うさぎの時代庵

時代小説、時代劇の作品感想を書いています。司馬遼太郎、海音寺潮五郎作品が大好き。新選組、幕末物が大好き。

「誠を生きた男たち 歳三と総司」 河原総

 

私は土方歳三様が好き。そして歳三様が好きな人はたいてい、沖田総司とのコンビが好き。そう、私も土方歳三様&沖田総司コンビが大好きです。そしてこの二人のコンビが好きな人にはたまらない、この本。土方歳三様&沖田総司キズナを感じたかったら、この本は絶対的必読本ですっ!

 

タイトルに「歳三と総司」とあるように、この本は新選組のお話ですが、中心は歳三と総司の二人。この二人の強い絆。これがこの本のテーマであります。だから、もう、歳三と総司ペアが好きな人には、たまらないシーンがテンコ盛り。多摩の少年時代から、最期のときまで、二人の絆を中心に話が展開していきます。

ですから、近藤さんや他の隊士たちはかなり影が薄いです。とにかく、二人が生きて、闘い、そして死んだ、その一生を描き、二人が互いをどれほど大切に思っていたかを、切々と訴えてきます。

沖田が千駄ヶ谷で最期の時を迎えつつあるとき、会津に向かう土方歳三様が別れにきます。このシーンが泣ける~。

歳三様が総司にいうセリフがこれ。

泣けるわ~。

 

お互いにはお互いしかなくて。(このお話はボーイズラブものではありません。念のため。笑)。そりゃあ、総司くんも歳三様も、女の子と恋(?)したりしますし、花街に行ったりしますけどでも。二人にとっては、お互いを超えるような存在はありえないのです。生きるのも死ぬのも一緒。それが二人の思い定めた道。しかし途中で総司くんは結核で倒れてしまう。それでも総司くんは歳三様と一緒にいたくて。歳三様は総司くんを離したくなくて・・・。

この本には、二人の互いへの想いを表した美し~いフレーズがたくさんありまして。

 

 

「済まん。・・・確かに俺ァ自分勝手だ。今だってお前の気持ちより、俺の事しか考えちゃいねえ。でもな、動けなくなっちまってもいい。どんなに足手まといでも、俺ァお前を離したかねえ。もう、二度と何処へもやりたかねえんだ」

「土方さん・・・」

フッと総司は静かに笑うと

「土方さん、覚えてますか。

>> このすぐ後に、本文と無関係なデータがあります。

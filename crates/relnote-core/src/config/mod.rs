//! Configuration system for relnote

pub mod defaults;
mod loader;
mod types;
pub mod validation;

pub use defaults::*;
pub use loader::*;
pub use types::*;
pub use validation::*;
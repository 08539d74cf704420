//! CLI commands

mod check;
mod completions;
mod generate;
mod init;

pub use check::CheckCommand;
pub use completions::CompletionsCommand;
pub use generate::GenerateCommand;
pub use init::InitCommand;
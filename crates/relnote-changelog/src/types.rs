//! Changelog types

use std::collections::BTreeMap;

use serde::{Deserialize, Serialize};

/// A single changelog fragment, as authored
#[derive(Debug, Clone, Default, PartialEq, Eq, Serialize, Deserialize)]
pub struct Fragment {
    /// Free-text change description
    pub message: String,
    /// Category (feature, bugfix, ...), used verbatim as a grouping key
    #[serde(rename = "type")]
    pub category: String,
    /// Affected subsystem; never empty after parsing
    pub scope: String,
    /// Pull request numbers
    pub prs: Vec<u64>,
    /// Issue numbers
    pub githubs: Vec<u64>,
    /// Tracker ticket IDs
    pub jiras: Vec<String>,
}

/// A tracker ticket resolved to a link
#[derive(Debug, Clone, PartialEq, Eq, Serialize, Deserialize)]
pub struct ResolvedTicket {
    /// Ticket ID (e.g. `FTI-123`)
    pub id: String,
    /// Hyperlink to the ticket
    pub link: String,
}

/// An issue or pull request resolved to a link
#[derive(Debug, Clone, PartialEq, Eq, Serialize, Deserialize)]
pub struct ResolvedIssue {
    /// Display label (`#123`)
    pub name: String,
    /// Hyperlink to the issue
    pub link: String,
}

/// An enriched fragment ready for rendering
#[derive(Debug, Clone, PartialEq, Eq, Serialize, Deserialize)]
pub struct ChangelogEntry {
    /// The fragment, with inferred tickets and issue numbers filled in
    #[serde(flatten)]
    pub fragment: Fragment,
    /// Resolved tracker tickets
    pub tickets: Vec<ResolvedTicket>,
    /// Resolved issues
    pub issues: Vec<ResolvedIssue>,
}

impl ChangelogEntry {
    /// Category of the underlying fragment
    pub fn category(&self) -> &str {
        &self.fragment.category
    }

    /// Scope of the underlying fragment
    pub fn scope(&self) -> &str {
        &self.fragment.scope
    }
}

/// Entries of one scope within a category
#[derive(Debug, Clone, PartialEq, Eq, Serialize, Deserialize)]
pub struct ScopeGroup {
    /// Scope name
    pub scope: String,
    /// Entries in encounter order
    pub entries: Vec<ChangelogEntry>,
}

impl ScopeGroup {
    /// Create an empty group
    pub fn new(scope: impl Into<String>) -> Self {
        Self {
            scope: scope.into(),
            entries: Vec::new(),
        }
    }
}

/// Top-level render input
#[derive(Debug, Clone, PartialEq, Eq, Serialize, Deserialize)]
pub struct AggregatedDocument {
    /// System display name
    pub system: String,
    /// Category name to scope groups in priority order; categories iterate alphabetically
    pub categories: BTreeMap<String, Vec<ScopeGroup>>,
}

impl AggregatedDocument {
    /// Total number of entries across all categories
    pub fn entry_count(&self) -> usize {
        self.categories
            .values()
            .flatten()
            .map(|group| group.entries.len())
            .sum()
    }

    /// Check if the document has no entries
    pub fn is_empty(&self) -> bool {
        self.categories.is_empty()
    }
}
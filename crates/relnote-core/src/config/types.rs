//! Configuration types

use serde::{Deserialize, Serialize};
use std::collections::BTreeMap;
use std::path::PathBuf;

/// Main configuration for relnote
#[derive(Debug, Clone, Default, Serialize, Deserialize)]
#[serde(default)]
pub struct Config {
    /// Issue tracker configuration
    pub tracker: TrackerConfig,

    /// Scope grouping configuration
    pub scopes: ScopeConfig,

    /// GitHub API configuration
    pub github: GitHubConfig,

    /// Template file used to render the document (built-in template when unset)
    pub template: Option<PathBuf>,
}

/// Issue tracker configuration
#[derive(Debug, Clone, Serialize, Deserialize)]
#[serde(default)]
pub struct TrackerConfig {
    /// Base URL a ticket ID is appended to
    pub base_url: String,

    /// Pattern matching ticket IDs in pull request bodies
    pub pattern: String,
}

impl Default for TrackerConfig {
    fn default() -> Self {
        Self {
            base_url: "https://konghq.atlassian.net/browse/".to_string(),
            pattern: r"[a-zA-Z]+-\d+".to_string(),
        }
    }
}

impl TrackerConfig {
    /// Build the hyperlink for a ticket ID
    pub fn link(&self, id: &str) -> String {
        format!("{}{}", self.base_url, id)
    }
}

/// Scope grouping configuration
#[derive(Debug, Clone, Serialize, Deserialize)]
#[serde(default)]
pub struct ScopeConfig {
    /// Scope assigned to fragments that declare none
    pub default_scope: String,

    /// Scope priorities; lower sorts first
    pub priority: BTreeMap<String, i32>,
}

impl Default for ScopeConfig {
    fn default() -> Self {
        let priority = [
            ("Performance", 10),
            ("Configuration", 20),
            ("Core", 30),
            ("PDK", 40),
            ("Plugin", 50),
            ("Admin API", 60),
            ("Clustering", 70),
            ("Default", 100),
        ]
        .into_iter()
        .map(|(scope, rank)| (scope.to_string(), rank))
        .collect();

        Self {
            default_scope: "Default".to_string(),
            priority,
        }
    }
}

impl ScopeConfig {
    /// Priority of a scope.
    ///
    /// Scopes missing from the table share the default scope's priority.
    pub fn priority_of(&self, scope: &str) -> i32 {
        self.priority
            .get(scope)
            .or_else(|| self.priority.get(&self.default_scope))
            .copied()
            .unwrap_or(i32::MAX)
    }
}

/// Which pull request to use when a commit belongs to several
#[derive(Debug, Clone, Copy, Default, PartialEq, Eq, Serialize, Deserialize)]
#[serde(rename_all = "lowercase")]
pub enum PullSelection {
    /// First entry returned by the API
    First,
    /// Last entry returned by the API
    #[default]
    Last,
}

/// GitHub API configuration
#[derive(Debug, Clone, Serialize, Deserialize)]
#[serde(default)]
pub struct GitHubConfig {
    /// REST API base URL
    pub api_url: String,

    /// Web base URL used for issue links
    pub web_url: String,

    /// Environment variable holding the API token
    pub token_env: String,

    /// Pull request selection policy
    pub pull_selection: PullSelection,

    /// Request timeout in seconds
    pub timeout_secs: u64,

    /// User-Agent header sent with every request
    pub user_agent: String,
}

impl Default for GitHubConfig {
    fn default() -> Self {
        Self {
            api_url: "https://api.github.com".to_string(),
            web_url: "https://github.com".to_string(),
            token_env: "GITHUB_TOKEN".to_string(),
            pull_selection: PullSelection::Last,
            timeout_secs: 30,
            user_agent: concat!("relnote/", env!("CARGO_PKG_VERSION")).to_string(),
        }
    }
}

impl GitHubConfig {
    /// Build the web link for an issue or pull request number
    pub fn issue_link(&self, repo: &str, number: u64) -> String {
        format!(
            "{}/{}/issues/{}",
            self.web_url.trim_end_matches('/'),
            repo,
            number
        )
    }
}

俺ァあんたに誓ったはずだ。俺だってあんたを守る。あんたに何かある時ァ、俺もあんたの力になる、って。・・・あんたが新選組を続ける以上、俺も一緒について行きてえ。あんたが鬼になるんなら、俺も一緒に鬼になりてえ」

(総司くん肺病が悪化して一番隊組長をやめて一人命を絶とうとしたとき)

 

 

 

「・・・なあ総司、一緒に行こう。お前の面倒は俺が見る。今までお前の死に場所を、散々取り上げちまった俺だ。せめて最後はサムライらしく、お前の花道を飾ってやりてえ」

軍服に顔を埋めたままで、堪えきれずに総司は泣いた。

「土方さん、俺も行きてえ。・・・・もう、独りぼっちでいるのは嫌だ」

「総司・・・」

「俺だってまだ戦いてえよ。どこまでも、あんたと行きてえ。いつまでもこんな身体で生きていくより、どれだけ血を吐いたってあんたと行きてえ。もう、たった独りでいるのは嫌だ」

(歳三様が千駄ヶ谷で療養する総司くんに会津へ旅立つ前会いにきたとき)

 

 

などなど、歳三様&総司ペアが好きな人にとっては、もうド真ん中のシーンが連発。私はこの本を読み始めてから、ご飯も食べず、何もせず、3時間半ぶっとおしで読了しました。途中で止めることなんてできませんでした。

 

この本の中で、沖田総司ファンなら誰もが知っている京都光縁寺の「沖田氏縁者」は誰か?や、なぜ山南さんが新選組を脱走して大津に行き、総司くんがなぜ一人で迎えにいき、そしてなぜ山南さんがおとなしく屯所に戻ってきたか、についても、作者ならではのお話が展開されていて、興味深かったです。

 

河原総さん。初めて読んだ作家さんでしたが、とてもとてもすてきなお話でした。こういう本を書いてくださり、どうもありがとうございました。